Webb R, Gong J G, Law A S, Rusbridge S M
AFRC, Institute of Animal Physiology and Genetics Research, Roslin, Midlothian, UK.
J Reprod Fertil Suppl. 1992;45:141-56.
In cattle, ovarian function is controlled by complex local and systemic feedback mechanisms involving gonadotrophins from the pituitary gland and steroids and proteins from the ovaries. This control system ensures that in more than 96% of females, only one follicle will ovulate per oestrous cycle. Follicular growth and development in cattle occurs in a wave-like pattern, with two or three waves of follicles growing and regressing per oestrous cycle. Each wave is characterized by the emergence, from a pool of growing follicles, of a large dominant follicle which reaches a mature stage of development and may be induced to ovulate and form a functional corpus luteum with a single treatment of either human chorionic gonadotrophin (hCG) or gonadotrophin-releasing hormone (GnRH). The growth of this dominant follicle is associated with a marked reduction in both the number and growth of subordinate follicles in both ipsi- and contralateral ovaries, suggesting a systemic exertion of 'dominance'. The dominance concept is further supported by the observation that the subsequent wave of follicular growth cannot be detected until after the start of the regression of the previous dominant follicle. Furthermore, the dominance mechanism does not involve an action of inhibin, as previously proposed. In addition, in cattle, inhibin may not have a primary role in the control of follicle-stimulating hormone (FSH) release, unlike its role in other species such as sheep. Gonadotrophins provide the primary endocrine drive for the growth of follicles > 2 mm in diameter, but it is now becoming evident that other systemic and locally produced factors profoundly influence ovarian function. For example, short-term treatment of cattle with recombinant bovine somatotropin (BST) can double the number of small (< 5 mm) antral follicles without altering the pattern of circulating gonadotrophin concentrations. These follicles appear to be fully functional since they can be stimulated to develop further and ovulate with superovulatory treatment regimens. Dominance also appears to be exerted via a different pathway from that involved in the BST-induced recruitment of small follicles. The identification of the factor responsible for dominance, together with the elucidation of the mechanisms controlling follicular recruitment and growth should ensure that the full benefits ensuing from the precise control of ovarian function in cattle are achieved.

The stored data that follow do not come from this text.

impl<S> Session<S>
where
    S: AsyncRead + AsyncWrite + Unpin + Send,
{
    pub fn new(
        stream: S,
        peer: SocketAddr,
        permit: Option<AdmissionPermit>,
        context: Arc<SessionContext>,
        shutdown: watch::Receiver<bool>,
    ) -> Self {
        Self {
            id: NEXT_SESSION_ID.fetch_add(1, Ordering::Relaxed),
            peer,
            stream: Some(BufReader::new(stream)),
            principal: None,
            state: SessionState::Connecting,
            permit,
            context,
            shutdown,
        }
    }

    pub fn id(&self) -> u64 {
        self.id
    }

    pub fn state(&self) -> SessionState {
        self.state
    }

    pub fn principal(&self) -> Option<&Principal> {
        self.principal.as_ref()
    }

    /// Drive the session to completion
    pub async fn run(mut self) -> SessionEnd {
        metrics::session_opened();
        debug!(session_id = self.id, peer = %self.peer, "Session started");

        let end = match self.authenticate().await {
            Ok(()) => self.serve().await,
            Err(end) => end,
        };

        self.close().await;
        metrics::session_closed(end.label());
        info!(
            session_id = self.id,
            peer = %self.peer,
            user = self.principal.as_ref().map(|p| p.username.as_str()).unwrap_or("-"),
            reason = end.label(),
            "Session ended"
        );
        end
    }

    // ═══════════════════════════════════════════════════════════════════
    // AUTHENTICATION
    // ═══════════════════════════════════════════════════════════════════

    async fn authenticate(&mut self) -> Result<(), SessionEnd> {
        self.state = SessionState::Authenticating;

        if self.context.loopback_is_root && self.peer.ip().to_canonical().is_loopback() {
            self.grant(Principal::root(), protocol::AUTH_ROOT).await?;
            return Ok(());
        }

        let line = match self.read_line().await {
            ReadOutcome::Line(line) => line,
            other => return Err(self.end_for(other, "authentication")),
        };

        let request = match protocol::parse_auth_line(&line) {
            Some(request) => request,
            None => {
                debug!(session_id = self.id, "First line is not an authentication request");
                return Err(SessionEnd::Unauthenticated);
            }
        };

        match request {
            AuthRequest::Guest => self.grant(Principal::guest(), protocol::SUCCESS).await,
            AuthRequest::Credentials { username, password } => {
                if !self.context.database.is_running() {
                    warn!(
                        session_id = self.id,
                        user = %username,
                        "Database unavailable, downgrading to guest"
                    );
                    return self.grant(Principal::guest(), protocol::SUCCESS).await;
                }

                match self.context.database.verify_password(&username, &password).await {
                    Ok(true) => {
                        let ack = protocol::auth_ack(&username);
                        self.grant(Principal::standard(username), &ack).await
                    }
                    Ok(false) => self.refuse(&username, "bad credentials").await,
                    Err(DbError::Stopped) => {
                        warn!(session_id = self.id, user = %username, "Database stopped, downgrading to guest");
                        self.grant(Principal::guest(), protocol::SUCCESS).await
                    }
                    Err(e) => {
                        error!(session_id = self.id, user = %username, error = %e, "Password verification failed");
                        self.refuse(&username, "verification error").await
                    }
                }
            }
        }
    }

    async fn grant(&mut self, principal: Principal, ack: &str) -> Result<(), SessionEnd> {
        info!(
            session_id = self.id,
            peer = %self.peer,
            user = %principal.username,
            permission = %principal.permission,
            "Session authenticated"
        );
        self.principal = Some(principal);
        self.send(ack).await.map_err(|e| self.io_end(e))
    }

    async fn refuse(&mut self, username: &str, why: &str) -> Result<(), SessionEnd> {
        let err = GatehouseError::AuthenticationFailed(why.to_string());
        warn!(session_id = self.id, peer = %self.peer, user = %username, code = err.code(), "{}", err);
        metrics::record_auth_failure();
        if let Err(e) = self.send(protocol::UNKNOWN_USER).await {
            debug!(session_id = self.id, error = %e, "Could not deliver auth refusal");
        }
        Err(SessionEnd::AuthRejected)
    }

    // ═══════════════════════════════════════════════════════════════════
    // COMMAND LOOP
    // ═══════════════════════════════════════════════════════════════════

    async fn serve(&mut self) -> SessionEnd {
        self.state = SessionState::Serving;

        loop {
            let line = match self.read_line().await {
                ReadOutcome::Line(line) => line,
                ReadOutcome::Malformed => {
                    return self.stop_with(protocol::UNKNOWN_COMMAND, SessionEnd::UnknownCommand).await
                }
                other => return self.end_for(other, "command"),
            };

            match self.dispatch(&line).await {
                Dispatch::Reply(reply) => {
                    if let Err(e) = self.send(&reply).await {
                        return self.io_end(e);
                    }
                }
                Dispatch::UnknownCommand => {
                    debug!(session_id = self.id, "Unknown command");
                    return self.stop_with(protocol::UNKNOWN_COMMAND, SessionEnd::UnknownCommand).await;
                }
                Dispatch::ExecutionError(e) => {
                    let code = GatehouseError::from(e.clone()).code();
                    warn!(session_id = self.id, error = %e, code, "Command failed");
                    return self.stop_with(protocol::UNKNOWN_ERROR, SessionEnd::ExecutionError).await;
                }
            }
        }
    }

    async fn stop_with(&mut self, token: &str, end: SessionEnd) -> SessionEnd {
        match self.send(token).await {
            Ok(()) => end,
            Err(e) => self.io_end(e),
        }
    }

    /// Map one command line to its reply
    pub async fn dispatch(&self, line: &str) -> Dispatch {
        let Some(principal) = &self.principal else {
            return Dispatch::UnknownCommand;
        };

        let Some(command) = Command::parse(line) else {
            return Dispatch::UnknownCommand;
        };
        if let Err(e) = principal.authorize(&command) {
            debug!(session_id = self.id, code = e.code(), error = %e, "Command not permitted");
            return Dispatch::UnknownCommand;
        }

        match command {
            Command::Sql { text } => {
                debug!(session_id = self.id, "Direct SQL");
                let outcome = self.context.database.execute_sql(Operation::sql(text), true).await;
                reply_for(outcome)
            }
            Command::Procedure { name, args } => self.call_procedure(name, args).await,
        }
    }

    async fn call_procedure(&self, name: String, args: Vec<String>) -> Dispatch {
        let (name, want_result) = match &self.context.registry {
            Some(registry) => {
                let Some(procedure) = registry.lookup(&name) else {
                    return Dispatch::UnknownCommand;
                };
                if procedure.arity() != args.len() {
                    debug!(
                        session_id = self.id,
                        procedure = %procedure.name,
                        expected = procedure.arity(),
                        got = args.len(),
                        "Procedure called with wrong argument count"
                    );
                    return Dispatch::UnknownCommand;
                }
                (procedure.name.clone(), !procedure.return_type.is_fire_and_forget())
            }
            None if is_identifier(&name) => (name, true),
            None => return Dispatch::UnknownCommand,
        };

        let outcome = self
            .context
            .database
            .call_procedure(Operation::procedure(name, args), want_result)
            .await;
        reply_for(outcome)
    }

    // ═══════════════════════════════════════════════════════════════════
    // I/O
    // ═══════════════════════════════════════════════════════════════════

    async fn read_line(&mut self) -> ReadOutcome {
        let limit = self.context.max_line_bytes;
        let read_timeout = self.context.read_timeout;
        let mut shutdown = self.shutdown.clone();
        let Some(reader) = self.stream.as_mut() else {
            return ReadOutcome::Closed;
        };

        let mut buf = Vec::new();
        let read = async {
            // room for the longest line plus a CRLF terminator
            let mut limited = reader.take(limit as u64 + 2);
            limited.read_until(b'\n', &mut buf).await
        };

        let outcome = tokio::select! {
            res = tokio::time::timeout(read_timeout, read) => res,
            _ = shutdown_requested(&mut shutdown) => return ReadOutcome::Stopped,
        };

        match outcome {
            Err(_) => ReadOutcome::TimedOut,
            Ok(Ok(0)) => ReadOutcome::Closed,
            Ok(Ok(_)) => {
                if buf.last() == Some(&b'\n') {
                    buf.pop();
                    if buf.last() == Some(&b'\r') {
                        buf.pop();
                    }
                }
                if buf.len() > limit {
                    return ReadOutcome::Malformed;
                }
                match String::from_utf8(buf) {
                    Ok(line) => ReadOutcome::Line(line),
                    Err(_) => ReadOutcome::Malformed,
                }
            }
            Ok(Err(e)) if is_disconnect_error(&e) => ReadOutcome::Closed,
            Ok(Err(e)) => ReadOutcome::Failed(e),
        }
    }

    async fn send(&mut self, line: &str) -> std::io::Result<()> {
        let write_timeout = self.context.read_timeout;
        let Some(reader) = self.stream.as_mut() else {
            return Err(std::io::ErrorKind::NotConnected.into());
        };

        let mut message = String::with_capacity(line.len() + 1);
        message.push_str(line);
        message.push('\n');

        let stream = reader.get_mut();
        let write = async {
            stream.write_all(message.as_bytes()).await?;
            stream.flush().await
        };
        match tokio::time::timeout(write_timeout, write).await {
            Ok(res) => res,
            Err(_) => Err(std::io::Error::new(
                std::io::ErrorKind::TimedOut,
                "client did not accept the reply in time",
            )),
        }
    }

    fn end_for(&self, outcome: ReadOutcome, phase: &str) -> SessionEnd {
        match outcome {
            ReadOutcome::TimedOut => {
                debug!(session_id = self.id, phase, "Read timed out");
                SessionEnd::Idle
            }
            ReadOutcome::Closed => SessionEnd::ClientClosed,
            ReadOutcome::Stopped => SessionEnd::Shutdown,
            ReadOutcome::Failed(e) => self.io_end(e),
            ReadOutcome::Malformed => SessionEnd::Unauthenticated,
            // lines are consumed by the callers
            ReadOutcome::Line(_) => SessionEnd::Unauthenticated,
        }
    }

    fn io_end(&self, e: std::io::Error) -> SessionEnd {
        if is_disconnect_error(&e) {
            debug!(session_id = self.id, error = %e, "Client went away");
            SessionEnd::ClientClosed
        } else {
            let err = GatehouseError::from(e);
            warn!(session_id = self.id, peer = %self.peer, code = err.code(), "{}", err);
            SessionEnd::Io
        }
    }

    /// Tear the session down; only the first call has any effect
    pub async fn close(&mut self) -> bool {
        if matches!(self.state, SessionState::Closing | SessionState::Closed) {
            warn!(session_id = self.id, "Session already closed");
            return false;
        }
        self.state = SessionState::Closing;

        if let Some(mut reader) = self.stream.take() {
            match tokio::time::timeout(CLOSE_TIMEOUT, reader.get_mut().shutdown()).await {
                Ok(Err(e)) if !is_disconnect_error(&e) => {
                    debug!(session_id = self.id, error = %e, "Error while closing socket");
                }
                Err(_) => debug!(session_id = self.id, "Socket close timed out"),
                _ => {}
            }
        }
        // frees the admission slot and wakes a blocked accept loop
        self.permit.take();

        self.state = SessionState::Closed;
        true
    }
}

在牛中,卵巢功能受复杂的局部和全身反馈机制控制,这些机制涉及来自垂体的促性腺激素以及来自卵巢的类固醇和蛋白质。该控制系统确保在超过96%的母牛中,每个发情周期只有一个卵泡排卵。牛的卵泡生长和发育呈波浪状模式,每个发情周期有两到三个卵泡波生长和退化。每个卵泡波的特征是从一群生长中的卵泡中出现一个大的优势卵泡,该卵泡达到发育成熟阶段,通过单次注射人绒毛膜促性腺激素(hCG)或促性腺激素释放激素(GnRH),可诱导其排卵并形成功能性黄体。这个优势卵泡的生长与同侧和对侧卵巢中次级卵泡的数量和生长显著减少有关,这表明存在“优势”的全身作用。优势概念进一步得到以下观察结果的支持:直到前一个优势卵泡开始退化后,才能检测到随后的卵泡生长波。此外,优势机制并不涉及如先前提出的抑制素的作用。此外,与在绵羊等其他物种中的作用不同,在牛中抑制素可能在控制促卵泡激素(FSH)释放方面没有主要作用。促性腺激素为直径大于2毫米的卵泡生长提供主要的内分泌驱动,但现在越来越明显的是,其他全身和局部产生的因素对卵巢功能有深远影响。例如,用重组牛生长激素(BST)对牛进行短期治疗可使小(<5毫米)窦状卵泡数量增加一倍,而不会改变循环促性腺激素浓度的模式。这些卵泡似乎功能完全正常,因为通过超排治疗方案可以刺激它们进一步发育并排卵。优势作用似乎也通过与BST诱导小卵泡募集所涉及的途径不同的途径发挥。确定负责优势作用的因素,以及阐明控制卵泡募集和生长的机制,应确保实现精确控制牛卵巢功能所带来的全部益处。